Cada 12 de julio celebramos el Día del Abogado en México. Ese día, en 1553, Bartolomé de Frías y Albornoz impartió la primera cátedra de Derecho de toda América, en la recién fundada Real y Pontificia Universidad de México. No conmemoramos un juicio ganado ni a un litigante heroico. Conmemoramos una clase: el día en que el derecho se volvió enseñable en el continente.
Del abogado que interpreta al abogado que diseña
Desde el primer día, formamos abogados para una sola tarea: interpretar la norma y aplicarla después del hecho. Durante casi cinco siglos, toda la profesión giró alrededor de ese verbo, interpretar. El derecho como instancia externa, tardía y reactiva, que aparece cuando el conflicto ya estalló.
Ese modelo hoy tiene un problema: interpretar y aplicar una norma existente es, precisamente, lo que la inteligencia artificial hace a escala y a bajo costo. Por eso el Día del Abogado es la mejor fecha para una pregunta incómoda: ¿Seguimos formando lo mismo?
Propongo un principio distinto, al que llamo Latencia Cero Legal: el derecho deja de ser un trámite posterior y se convierte en infraestructura operativa. No se trata de interpretar más rápido lo que ya se rompió; se trata de diseñar los sistemas para que no se rompan.
México ya vive esa idea sin haberla nombrado. Cuando el SAT trasladó la facturación al comprobante digital, la norma fiscal dejó de ser un manual que se consulta y se volvió parte del software: hoy es casi imposible emitir una factura que no cumpla, porque la regla está embebida en el sistema y se valida antes de que el documento exista. A eso lo llamo Derecho Embebido: derecho construido dentro del producto y del proceso, para que funcione antes de que alguien tenga que invocarlo. La factura fue apenas el primer territorio; la misma lógica llegará a los contratos, al trabajo, al consumo y a los datos. Imaginemos un crédito que no pueda otorgarse con una cláusula abusiva porque el sistema no lo permite, o una plataforma laboral que advierta una condición ilegal antes de la firma. En ese mundo, cumplir la ley no será un esfuerzo adicional: será la única forma en que el sistema sabe funcionar.

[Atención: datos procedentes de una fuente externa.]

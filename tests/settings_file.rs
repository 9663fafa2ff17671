use lnwallet_connect::WalletSettings;
use std::time::Duration;

#[test]
fn settings_load_from_toml_file() {
    let dir = tempfile::tempdir().unwrap();
    let path = dir.path().join("lnwallet.toml");
    std::fs::write(
        &path,
        r#"
client_id = "from-file"
credential_db_path = "/var/lib/lnwallet/credentials.db"
extension_discovery_timeout_ms = 750
scopes = ["account:read", "payments:send"]

[logging]
filter = "lnwallet_connect=debug"
"#,
    )
    .unwrap();

    let settings = WalletSettings::load(&path).unwrap();
    assert_eq!(settings.scopes, vec!["account:read", "payments:send"]);
    assert_eq!(settings.extension_discovery_timeout(), Duration::from_millis(750));
    assert!(settings.credential_db_path.is_some());
    assert_eq!(settings.logging.filter, "lnwallet_connect=debug");
}

#[test]
fn settings_load_reports_missing_file() {
    let dir = tempfile::tempdir().unwrap();
    let err = WalletSettings::load(&dir.path().join("absent.toml")).unwrap_err();
    assert_eq!(err.code(), "CONFIG_ERROR");
}

#[test]
fn settings_with_bad_url_fail_validation() {
    let settings = WalletSettings::from_toml_str(
        r#"
client_id = "abc"
token_url = "not a url"
"#,
    )
    .unwrap();
    assert!(settings.validate().is_err());
}
//! Usage: Host-facing layer (connection orchestration, navigation, logging, wiring).

pub mod bootstrap;
pub mod logging;
pub mod orchestrator;
pub mod user_agent;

Esto no elimina al abogado: cambia su lugar. La IA automatiza la parte reactiva de la profesión; lo que no automatiza es el criterio de quien decide cómo debe comportarse un sistema antes de operarlo. El abogado que viene no solo interpreta reglas: las diseña, las embebe y responde por ellas. Y a medida que delegamos decisiones en algoritmos, alguien tiene que definir qué deben y qué no deben hacer: esa no es una tarea técnica, es decidir qué sociedad estamos programando. Hay ahí, además, una promesa de acceso: millones de personas en México cargan con un problema legal que nunca llega a un abogado, porque llega tarde, cuesta demasiado o está escrito en un idioma que no entienden. Un derecho embebido en los servicios que ya usan es un derecho que por fin las alcanza.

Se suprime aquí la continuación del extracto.